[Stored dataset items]
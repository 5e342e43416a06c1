//! Encoding sinks.
//!
//! Sinks consume composited frames in order and produce the final output.

/// `ffmpeg`-based MP4 sink.
pub mod ffmpeg;
/// Sink trait and the in-memory sink.
pub mod sink;

pub use ffmpeg::{FfmpegSink, FfmpegSinkOpts};
pub use sink::{AudioInputConfig, FrameSink, InMemorySink, SinkConfig};
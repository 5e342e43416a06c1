use std::path::PathBuf;
use std::sync::Arc;

/// Families tried, in order, after the configured family when probing installed fonts.
const FALLBACK_FAMILIES: &[&str] = &[
    "Noto Sans CJK SC",
    "Microsoft YaHei",
    "PingFang SC",
    "Noto Sans",
    "DejaVu Sans",
    "Liberation Sans",
    "Arial",
];

/// Caller-facing font preferences.
#[derive(Clone, Debug, Default, PartialEq, Eq, serde::Serialize, serde::Deserialize)]
#[serde(default)]
pub struct FontSpec {
    /// Explicit font file (`.ttf`/`.otf`/`.ttc`). Tried first.
    pub path: Option<PathBuf>,
    /// Installed family name to look up when `path` is unset or unusable.
    pub family: Option<String>,
}

/// Where the font actually used for rendering came from.
#[derive(Clone, Debug, PartialEq, Eq)]
pub enum FontOrigin {
    File(PathBuf),
    System { family: String },
    Builtin,
}

/// Raw outline font bytes plus the face index inside a collection.
#[derive(Clone)]
pub struct FontFace {
    pub bytes: Arc<Vec<u8>>,
    pub index: u32,
    pub origin: FontOrigin,
}

impl std::fmt::Debug for FontFace {
    fn fmt(&self, f: &mut std::fmt::Formatter<'_>) -> std::fmt::Result {
        f.debug_struct("FontFace")
            .field("bytes_len", &self.bytes.len())
            .field("index", &self.index)
            .field("origin", &self.origin)
            .finish()
    }
}

/// Outcome of font resolution. Never an error: the built-in font is always available.
#[derive(Clone, Debug)]
pub enum ResolvedFont {
    Outline(FontFace),
    Builtin,
}

impl ResolvedFont {
    pub fn origin(&self) -> FontOrigin {
        match self {
            Self::Outline(face) => face.origin.clone(),
            Self::Builtin => FontOrigin::Builtin,
        }
    }
}

/// Resolve the caption font: configured file, then installed families, then the built-in font.
#[tracing::instrument(skip_all, fields(path = ?spec.path, family = ?spec.family))]
pub fn resolve_font(spec: &FontSpec) -> ResolvedFont {
    if let Some(path) = &spec.path {
        match std::fs::read(path) {
            Ok(bytes) if !bytes.is_empty() => {
                tracing::debug!(path = %path.display(), "using configured font file");
                return ResolvedFont::Outline(FontFace {
                    bytes: Arc::new(bytes),
                    index: 0,
                    origin: FontOrigin::File(path.clone()),
                });
            }
            Ok(_) => tracing::warn!(path = %path.display(), "configured font file is empty"),
            Err(e) => {
                tracing::warn!(path = %path.display(), error = %e, "configured font file unreadable")
            }
        }
    }

    if let Some(face) = lookup_system_font(spec.family.as_deref()) {
        return ResolvedFont::Outline(face);
    }

    tracing::warn!("no usable outline font found; falling back to the built-in bitmap font");
    ResolvedFont::Builtin
}

/// Look up an installed font through the platform font database.
pub fn lookup_system_font(family: Option<&str>) -> Option<FontFace> {
    use usvg::fontdb;

    let mut db = fontdb::Database::new();
    db.load_system_fonts();
    if db.is_empty() {
        return None;
    }

    let mut families: Vec<fontdb::Family<'_>> = Vec::new();
    if let Some(name) = family {
        families.push(fontdb::Family::Name(name));
    }
    families.extend(FALLBACK_FAMILIES.iter().map(|&n| fontdb::Family::Name(n)));
    families.push(fontdb::Family::SansSerif);

    let id = db.query(&fontdb::Query {
        families: &families,
        ..fontdb::Query::default()
    })?;
    let family_name = db
        .face(id)
        .and_then(|f| f.families.first().map(|(name, _)| name.clone()))
        .unwrap_or_default();
    let (bytes, index) = db.with_face_data(id, |data, index| (data.to_vec(), index))?;

    if let Some(wanted) = family
        && !family_name.eq_ignore_ascii_case(wanted)
    {
        tracing::warn!(wanted, resolved = %family_name, "configured font family not installed");
    }
    tracing::debug!(family = %family_name, "using installed font");

    Some(FontFace {
        bytes: Arc::new(bytes),
        index,
        origin: FontOrigin::System {
            family: family_name,
        },
    })
}
use std::sync::Arc;
use std::time::Duration;

use crate::captions::cue::CaptionCue;
use crate::foundation::color::Rgba8;
use crate::foundation::core::{Canvas, Fps, FrameIndex};
use crate::render::FrameRGBA;
use crate::render::background::Background;
use crate::render::blend::{self, Placement};
use crate::render::mask::WipeMask;
use crate::text::raster::{TextImage, TextRasterizer, TextStyle};

/// How captions are styled and placed on the canvas.
#[derive(Clone, Copy, Debug, PartialEq)]
pub struct CaptionStyle {
    pub size_px: f32,
    pub base_color: Rgba8,
    pub active_color: Rgba8,
    pub stroke_color: Rgba8,
    pub stroke_width_px: f32,
    /// Top edge of the caption as a fraction of canvas height.
    pub anchor_y: f32,
    /// Horizontal margin per side; the wrap width is `canvas.width - 2 * margin`.
    pub margin_px: u32,
    pub padding_px: u32,
    pub backdrop: Option<Rgba8>,
}

impl CaptionStyle {
    fn text_style(&self, canvas: Canvas) -> TextStyle {
        TextStyle {
            size_px: self.size_px,
            fill: self.base_color,
            stroke: self.stroke_color,
            stroke_width_px: self.stroke_width_px,
            max_width_px: canvas.width.saturating_sub(2 * self.margin_px).max(1) as f32,
            padding_px: self.padding_px,
        }
    }
}

/// One cue rasterized once in both colors, plus its wipe mask and placement.
#[derive(Clone, Debug)]
pub struct PreparedCaption {
    pub cue: CaptionCue,
    pub base: TextImage,
    pub active: TextImage,
    pub mask: WipeMask,
    pub x: i64,
    pub y: i64,
    pub backdrop: Option<Rgba8>,
}

impl PreparedCaption {
    pub fn prepare(
        cue: &CaptionCue,
        rasterizer: &mut TextRasterizer,
        canvas: Canvas,
        style: &CaptionStyle,
    ) -> Option<Self> {
        let coverage = rasterizer.coverage(&cue.text, &style.text_style(canvas));
        if coverage.is_empty() {
            tracing::debug!(text = %cue.text, "cue has no drawable text");
            return None;
        }
        let base = coverage.colorize(style.base_color, style.stroke_color);
        let active = coverage.colorize(style.active_color, style.stroke_color);
        let mask = WipeMask::new(active.glyph_alpha(), active.width, active.height, cue.duration());

        let x = (i64::from(canvas.width) - i64::from(base.width)) / 2;
        let y = (f64::from(canvas.height) * f64::from(style.anchor_y)).round() as i64;
        Some(Self {
            cue: cue.clone(),
            base,
            active,
            mask,
            x,
            y,
            backdrop: style.backdrop,
        })
    }

    fn placement(&self, canvas: Canvas) -> Option<Placement> {
        Placement::clip(
            canvas.width,
            canvas.height,
            self.base.width,
            self.base.height,
            self.x,
            self.y,
        )
    }

    /// Draw the base copy, then the active copy under the wipe for `t`.
    pub fn draw(&self, frame: &mut [u8], canvas: Canvas, t: Duration) {
        let Some(p) = self.placement(canvas) else {
            return;
        };
        if let Some(color) = self.backdrop {
            blend::fill_rect_over(frame, canvas.width, color.to_premul(), p);
        }
        blend::over_layer(frame, canvas.width, &self.base.rgba8_premul, self.base.width, None, p);

        let elapsed = t.saturating_sub(self.cue.start);
        if self.mask.revealed_columns(elapsed) == 0 {
            return;
        }
        let coverage = self.mask.coverage(elapsed);
        blend::over_layer(
            frame,
            canvas.width,
            &self.active.rgba8_premul,
            self.active.width,
            Some(&coverage.data),
            p,
        );
    }
}

/// Rasterize every cue once, in order. Cues without drawable text are skipped.
pub fn prepare_captions(
    cues: &[CaptionCue],
    rasterizer: &mut TextRasterizer,
    canvas: Canvas,
    style: &CaptionStyle,
) -> Vec<PreparedCaption> {
    cues.iter()
        .filter_map(|cue| PreparedCaption::prepare(cue, rasterizer, canvas, style))
        .collect()
}

/// Pure per-frame compositor: background, then every active caption in cue order.
#[derive(Clone, Debug)]
pub struct FrameCompositor {
    canvas: Canvas,
    background: Arc<Background>,
    captions: Arc<Vec<PreparedCaption>>,
}

impl FrameCompositor {
    pub fn new(background: Background, captions: Vec<PreparedCaption>) -> Self {
        Self {
            canvas: background.canvas,
            background: Arc::new(background),
            captions: Arc::new(captions),
        }
    }

    pub fn canvas(&self) -> Canvas {
        self.canvas
    }

    pub fn captions(&self) -> &[PreparedCaption] {
        &self.captions
    }

    /// Captions whose `[start, end)` contains `t`, in draw order.
    pub fn active_at(&self, t: Duration) -> impl Iterator<Item = &PreparedCaption> {
        self.captions.iter().filter(move |c| c.cue.is_active_at(t))
    }

    pub fn compose(&self, t: Duration) -> FrameRGBA {
        let mut data = self.background.rgba8_premul.clone();
        for caption in self.active_at(t) {
            caption.draw(&mut data, self.canvas, t);
        }
        FrameRGBA {
            width: self.canvas.width,
            height: self.canvas.height,
            data,
            premultiplied: true,
        }
    }

    pub fn compose_frame(&self, fps: Fps, frame: FrameIndex) -> FrameRGBA {
        self.compose(fps.frame_time(frame))
    }
}

#[cfg(test)]
#[path = "../../tests/unit/render/compositor.rs"]
mod tests;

_Aim of the exercise:_ Show a copy of each line from the records above in which the string "configured" occurs.

_Exercise response:_
/// Families tried, in order, after the configured family when probing installed fonts.
/// Resolve the caption font: configured file, then installed families, then the built-in font.
                tracing::debug!(path = %path.display(), "using configured font file");
            Ok(_) => tracing::warn!(path = %path.display(), "configured font file is empty"),
                tracing::warn!(path = %path.display(), error = %e, "configured font file unreadable")
        tracing::warn!(wanted, resolved = %family_name, "configured font family not installed");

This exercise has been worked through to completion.